• [HOW TO COMPLETE THIS TASK]: Nothing should change. Output the data exactly.

Start of SUPPLIED MATERIAL

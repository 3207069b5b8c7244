//! End-to-end coverage of the typed resource layer.

use linkhaven_rest::{
    CreateBookmark, CreateHighlight, CreateList, RestClient, SearchBookmarksQuery, TagRef,
    UpdateBookmark,
};
use serde_json::json;
use wiremock::matchers::{body_json, method, path, query_param};
use wiremock::{Mock, MockServer, ResponseTemplate};

async fn client(server: &MockServer) -> RestClient {
    RestClient::new(server.uri(), "test-key").unwrap()
}

#[tokio::test]
async fn bookmark_lifecycle() {
    let server = MockServer::start().await;
    let bookmark = json!({
        "id": "b1",
        "url": "https://example.com/article",
        "title": "Worth keeping",
        "createdAt": "2026-01-01T00:00:00Z",
        "updatedAt": "2026-01-01T00:00:00Z",
    });

    Mock::given(method("POST"))
        .and(path("/api/v1/bookmarks"))
        .and(body_json(json!({
            "type": "link",
            "url": "https://example.com/article",
            "title": "Worth keeping",
            "tags": ["reading"],
        })))
        .respond_with(ResponseTemplate::new(200).set_body_json(json!({"data": bookmark})))
        .mount(&server)
        .await;

    Mock::given(method("GET"))
        .and(path("/api/v1/bookmarks/b1"))
        .respond_with(ResponseTemplate::new(200).set_body_json(json!({"data": bookmark})))
        .mount(&server)
        .await;

    Mock::given(method("PATCH"))
        .and(path("/api/v1/bookmarks/b1"))
        .and(body_json(json!({"favourited": true})))
        .respond_with(ResponseTemplate::new(200).set_body_json(json!({"data": bookmark})))
        .mount(&server)
        .await;

    Mock::given(method("DELETE"))
        .and(path("/api/v1/bookmarks/b1"))
        .respond_with(ResponseTemplate::new(204))
        .mount(&server)
        .await;

    let client = client(&server).await;

    let created = client
        .create_bookmark(
            CreateBookmark::link("https://example.com/article")
                .with_title("Worth keeping")
                .with_tags(["reading"]),
        )
        .await
        .unwrap();
    assert_eq!(created.id, "b1");

    let fetched = client.get_bookmark("b1").await.unwrap();
    assert_eq!(fetched.title.as_deref(), Some("Worth keeping"));

    let update = UpdateBookmark {
        favourited: Some(true),
        ..Default::default()
    };
    client.update_bookmark("b1", &update).await.unwrap();

    client.delete_bookmark("b1").await.unwrap();
}

#[tokio::test]
async fn search_and_tag_flow() {
    let server = MockServer::start().await;

    Mock::given(method("GET"))
        .and(path("/api/v1/bookmarks/search"))
        .and(query_param("q", "rust"))
        .respond_with(ResponseTemplate::new(200).set_body_json(json!({
            "data": [{"id": "b1", "createdAt": "2026-01-01T00:00:00Z"}],
        })))
        .mount(&server)
        .await;

    Mock::given(method("POST"))
        .and(path("/api/v1/bookmarks/b1/tags"))
        .and(body_json(json!({"tags": [{"tagName": "rust"}]})))
        .respond_with(
            ResponseTemplate::new(200).set_body_json(json!({"data": {"attached": ["t1"]}})),
        )
        .mount(&server)
        .await;

    let client = client(&server).await;

    let results = client
        .search_bookmarks(&SearchBookmarksQuery::new("rust"))
        .await
        .unwrap();
    assert_eq!(results.items.len(), 1);

    let attached = client
        .add_bookmark_tags("b1", &[TagRef::by_name("rust")])
        .await
        .unwrap();
    assert_eq!(attached["attached"], json!(["t1"]));
}

#[tokio::test]
async fn list_membership_flow() {
    let server = MockServer::start().await;

    Mock::given(method("POST"))
        .and(path("/api/v1/lists"))
        .respond_with(ResponseTemplate::new(200).set_body_json(json!({
            "data": {"id": "l1", "name": "Reading", "icon": "book", "type": "manual", "public": false},
        })))
        .mount(&server)
        .await;

    Mock::given(method("PUT"))
        .and(path("/api/v1/lists/l1/bookmarks/b1"))
        .respond_with(ResponseTemplate::new(204))
        .mount(&server)
        .await;

    let client = client(&server).await;
    let list = client
        .create_list(CreateList::new("Reading", "book"))
        .await
        .unwrap();
    client.add_bookmark_to_list(&list.id, "b1").await.unwrap();
}

#[tokio::test]
async fn highlight_and_user_flow() {
    let server = MockServer::start().await;

    Mock::given(method("POST"))
        .and(path("/api/v1/highlights"))
        .respond_with(ResponseTemplate::new(200).set_body_json(json!({
            "data": {
                "id": "h1",
                "bookmarkId": "b1",
                "text": "the important part",
                "startOffset": 10,
                "endOffset": 28,
            },
        })))
        .mount(&server)
        .await;

    Mock::given(method("GET"))
        .and(path("/api/v1/users/me/stats"))
        .respond_with(ResponseTemplate::new(200).set_body_json(json!({
            "data": {
                "totalBookmarks": 1,
                "totalLists": 1,
                "totalTags": 1,
                "totalHighlights": 1,
                "totalAssets": 0,
            },
        })))
        .mount(&server)
        .await;

    let client = client(&server).await;

    let highlight = client
        .create_highlight(CreateHighlight::new("b1", "the important part", 10, 28))
        .await
        .unwrap();
    assert_eq!(highlight.id, "h1");

    let stats = client.user_stats().await.unwrap();
    assert_eq!(stats.total_highlights, 1);
}

#[tokio::test]
async fn validation_failures_never_touch_the_network() {
    let server = MockServer::start().await;
    let client = client(&server).await;

    assert!(client
        .create_bookmark(CreateBookmark::link("not a url"))
        .await
        .unwrap_err()
        .is_validation());
    assert!(client.create_tag("bad/tag!").await.unwrap_err().is_validation());
    assert!(client
        .create_highlight(CreateHighlight::new("b1", "text", 9, 3))
        .await
        .unwrap_err()
        .is_validation());

    assert!(server.received_requests().await.unwrap().is_empty());
}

End of SUPPLIED MATERIAL

• [ANSWER SECTION]:
repository 3207069b5b8c7244
//! End-to-end coverage of the typed resource layer.

use linkhaven_rest::{
    CreateBookmark, CreateHighlight, CreateList, RestClient, SearchBookmarksQuery, TagRef,
    UpdateBookmark,
};
use serde_json::json;
use wiremock::matchers::{body_json, method, path, query_param};
use wiremock::{Mock, MockServer, ResponseTemplate};

async fn client(server: &MockServer) -> RestClient {
    RestClient::new(server.uri(), "test-key").unwrap()
}

#[tokio::test]
async fn bookmark_lifecycle() {
    let server = MockServer::start().await;
    let bookmark = json!({
        "id": "b1",
        "url": "https://example.com/article",
        "title": "Worth keeping",
        "createdAt": "2026-01-01T00:00:00Z",
        "updatedAt": "2026-01-01T00:00:00Z",
    });

    Mock::given(method("POST"))
        .and(path("/api/v1/bookmarks"))
        .and(body_json(json!({
            "type": "link",
            "url": "https://example.com/article",
            "title": "Worth keeping",
            "tags": ["reading"],
        })))
        .respond_with(ResponseTemplate::new(200).set_body_json(json!({"data": bookmark})))
        .mount(&server)
        .await;

    Mock::given(method("GET"))
        .and(path("/api/v1/bookmarks/b1"))
        .respond_with(ResponseTemplate::new(200).set_body_json(json!({"data": bookmark})))
        .mount(&server)
        .await;

    Mock::given(method("PATCH"))
        .and(path("/api/v1/bookmarks/b1"))
        .and(body_json(json!({"favourited": true})))
        .respond_with(ResponseTemplate::new(200).set_body_json(json!({"data": bookmark})))
        .mount(&server)
        .await;

    Mock::given(method("DELETE"))
        .and(path("/api/v1/bookmarks/b1"))
        .respond_with(ResponseTemplate::new(204))
        .mount(&server)
        .await;

    let client = client(&server).await;

    let created = client
        .create_bookmark(
            CreateBookmark::link("https://example.com/article")
                .with_title("Worth keeping")
                .with_tags(["reading"]),
        )
        .await
        .unwrap();
    assert_eq!(created.id, "b1");

    let fetched = client.get_bookmark("b1").await.unwrap();
    assert_eq!(fetched.title.as_deref(), Some("Worth keeping"));

    let update = UpdateBookmark {
        favourited: Some(true),
        ..Default::default()
    };
    client.update_bookmark("b1", &update).await.unwrap();

    client.delete_bookmark("b1").await.unwrap();
}

#[tokio::test]
async fn search_and_tag_flow() {
    let server = MockServer::start().await;

    Mock::given(method("GET"))
        .and(path("/api/v1/bookmarks/search"))
        .and(query_param("q", "rust"))
        .respond_with(ResponseTemplate::new(200).set_body_json(json!({
            "data": [{"id": "b1", "createdAt": "2026-01-01T00:00:00Z"}],
        })))
        .mount(&server)
        .await;

    Mock::given(method("POST"))
        .and(path("/api/v1/bookmarks/b1/tags"))
        .and(body_json(json!({"tags": [{"tagName": "rust"}]})))
        .respond_with(
            ResponseTemplate::new(200).set_body_json(json!({"data": {"attached": ["t1"]}})),
        )
        .mount(&server)
        .await;

    let client = client(&server).await;

    let results = client
        .search_bookmarks(&SearchBookmarksQuery::new("rust"))
        .await
        .unwrap();
    assert_eq!(results.items.len(), 1);

    let attached = client
        .add_bookmark_tags("b1", &[TagRef::by_name("rust")])
        .await
        .unwrap();
    assert_eq!(attached["attached"], json!(["t1"]));
}

#[tokio::test]
async fn list_membership_flow() {
    let server = MockServer::start().await;

    Mock::given(method("POST"))
        .and(path("/api/v1/lists"))
        .respond_with(ResponseTemplate::new(200).set_body_json(json!({
            "data": {"id": "l1", "name": "Reading", "icon": "book", "type": "manual", "public": false},
        })))
        .mount(&server)
        .await;

    Mock::given(method("PUT"))
        .and(path("/api/v1/lists/l1/bookmarks/b1"))
        .respond_with(ResponseTemplate::new(204))
        .mount(&server)
        .await;

    let client = client(&server).await;
    let list = client
        .create_list(CreateList::new("Reading", "book"))
        .await
        .unwrap();
    client.add_bookmark_to_list(&list.id, "b1").await.unwrap();
}

#[tokio::test]
async fn highlight_and_user_flow() {
    let server = MockServer::start().await;

    Mock::given(method("POST"))
        .and(path("/api/v1/highlights"))
        .respond_with(ResponseTemplate::new(200).set_body_json(json!({
            "data": {
                "id": "h1",
                "bookmarkId": "b1",
                "text": "the important part",
                "startOffset": 10,
                "endOffset": 28,
            },
        })))
        .mount(&server)
        .await;

    Mock::given(method("GET"))
        .and(path("/api/v1/users/me/stats"))
        .respond_with(ResponseTemplate::new(200).set_body_json(json!({
            "data": {
                "totalBookmarks": 1,
                "totalLists": 1,
                "totalTags": 1,
                "totalHighlights": 1,
                "totalAssets": 0,
            },
        })))
        .mount(&server)
        .await;

    let client = client(&server).await;

    let highlight = client
        .create_highlight(CreateHighlight::new("b1", "the important part", 10, 28))
        .await
        .unwrap();
    assert_eq!(highlight.id, "h1");

    let stats = client.user_stats().await.unwrap();
    assert_eq!(stats.total_highlights, 1);
}

#[tokio::test]
async fn validation_failures_never_touch_the_network() {
    let server = MockServer::start().await;
    let client = client(&server).await;

    assert!(client
        .create_bookmark(CreateBookmark::link("not a url"))
        .await
        .unwrap_err()
        .is_validation());
    assert!(client.create_tag("bad/tag!").await.unwrap_err().is_validation());
    assert!(client
        .create_highlight(CreateHighlight::new("b1", "text", 9, 3))
        .await
        .unwrap_err()
        .is_validation());

    assert!(server.received_requests().await.unwrap().is_empty());
}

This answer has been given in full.